So, we will talk about the figures who filled the Ukrainian Ukrainian Navy with an ideological and cultural component, as a result of which the Ukrainian underfleet degenerated into a pathetic mosquito flotilla of a banana republic, which has many more admirals than warships.

For a long time, the place of the main ideologist of the Naval Forces of Ukraine was occupied by Igor Losev, an associate professor of the Department of Cultural Studies at the Kiev-Kobylyanskaya Academy, a native of Sevastopol. In those days when independent political leaders could not quickly express their thoughts on social networks, they chose a platform in some printed organ. Such for Losev was the newspaper “FU” (“Ukrainian Fleet”) - a graphomaniac wiping sheet that regularly spewed out the juice of Mr. Losev’s inflamed brain. Losev’s entire turbulent ideology could be reduced to several themes: “the greatness of the Ukrainian nation,” “Russian Sevastopol is a myth,” “we must ensure that NATO organizes its naval base in Sevastopol to balance the Black Sea Fleet.”

One of Losev’s pearls was the substantiation of the original Ukrainian origin of Sevastopol. A story from the series “Newton and the Apple” with Svidomo flavor.

According to Losev, the name of Sevastopol was not given by Empress Catherine the Great, linking two Greek words into the semantic phrase “the most august city,” but by a certain nameless elder of the Cossacks-Cossacks, who went against the Tatars in time immemorial.
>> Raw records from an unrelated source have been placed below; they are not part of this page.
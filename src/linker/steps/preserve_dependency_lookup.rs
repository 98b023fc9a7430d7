use log::debug;

use crate::{
    graph::{AttributeArgument, SymbolId},
    linker::{actions::AssemblyAction, attributes::DEPENDENCY_ATTRIBUTES, LinkContext, Step},
    Result,
};

/// Loads the assemblies named by dependency attributes so marking can resolve them.
///
/// Such assemblies are often not referenced by anything else. Names that cannot be found are
/// left alone here; marking reports the dependency once it tries to follow it.
#[derive(Debug, Default, Clone, Copy)]
pub struct PreserveDependencyLookupStep;

impl Step for PreserveDependencyLookupStep {
    fn name(&self) -> &'static str {
        "PreserveDependencyLookupStep"
    }

    fn process(&mut self, ctx: &mut LinkContext) -> Result<()> {
        let mut wanted: Vec<String> = Vec::new();
        for module in ctx.graph.modules() {
            if ctx.action_of(*module) == AssemblyAction::Skip {
                continue;
            }
            let symbols = std::iter::once(*module).chain(ctx.graph.descendants(*module));
            for id in symbols {
                for assembly in dependency_assemblies(ctx, id) {
                    if ctx.graph.module(&assembly).is_none() && !wanted.contains(&assembly) {
                        wanted.push(assembly);
                    }
                }
            }
        }

        for assembly in wanted {
            if ctx.resolve_assembly(&assembly)?.is_some() {
                debug!("Loaded '{assembly}' for a dynamic dependency");
            }
        }
        Ok(())
    }
}

/// The assembly is the third positional argument in both dependency attribute shapes.
fn dependency_assemblies(ctx: &LinkContext, id: SymbolId) -> Vec<String> {
    ctx.graph
        .symbol(id)
        .attributes
        .iter()
        .chain(ctx.attributes.supplementary(id))
        .filter(|attribute| DEPENDENCY_ATTRIBUTES.iter().any(|name| attribute.is_type(name)))
        .filter_map(|attribute| match attribute.constructor_arguments.get(2) {
            Some(AttributeArgument::String(assembly)) => Some(assembly.clone()),
            _ => None,
        })
        .collect()
}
One day, the sergeant-major, tired of his military exploits, lay down to rest under a tree, and in his sleep a branch fell on his head. The foreman pulled out a saber and began to look around wildly: “Who dared?” The Cossacks answer him: “It’s not us, it’s the poplar.” The foreman, who was seriously bruised by a branch, liked the phrase, and he ordered the place to be named Tsevastopol in honor of the small incident.

But, as usual, after a hundred thousand years, evil Muscovites came to Tsevastopol and de-Ukrainized the ancient base of the Cossack fleet - to Sevastopol.

Needless to say, the degenerate Losev with his “stories” for the mental health clinic was in the minds of the entire Sevastopol, but was highly valued in Kyiv. True, when Losev was overcome by some kind of incurable illness, Kyiv did not allocate money for treatment, inviting the Naval Forces servicemen to chip in as much as they could in favor of their main ideologist. They say that the Marines of the Naval Forces of Ukraine, in response to the extortions, snorted sternly and turned away.

Another remarkable personality who cultivated the Ukrainian Naval Forces is the clever caperrang Miroslav Mamchak, one of the first to defect to the Ukrainian side. Mamchak is widely known in narrow circles of lovers of historical anecdotes for his “masterpiece” “Naval Commanders of Ukraine” and other instructive monographs, in which, in cunning rear-wheel drive ways, the secondary nature of the Russian fleet in relation to the ancient Ukrainian one is proved.

On the other hand, Mamchak came into serious conflict with the ideologist Losev, arguing that the first naval base of Ukraine was not Tsevastopol at all, but Cherkassy, ​​from where in 610 AD. Yes, the Cossacks went on sea voyages to Constantinople. This was the heyday of Ukraine-Rus, a blessed time when rolls grew right in the field, and lard itself originated in storerooms, when the earth was filled with the quiet tinkling of banduras and all the inhabitants, including princes, spoke in the ancient nightingale language. Joke? Undoubtedly. But Mamchak won a prize from the Ministry of Defense of Ukraine for him. You need to know how!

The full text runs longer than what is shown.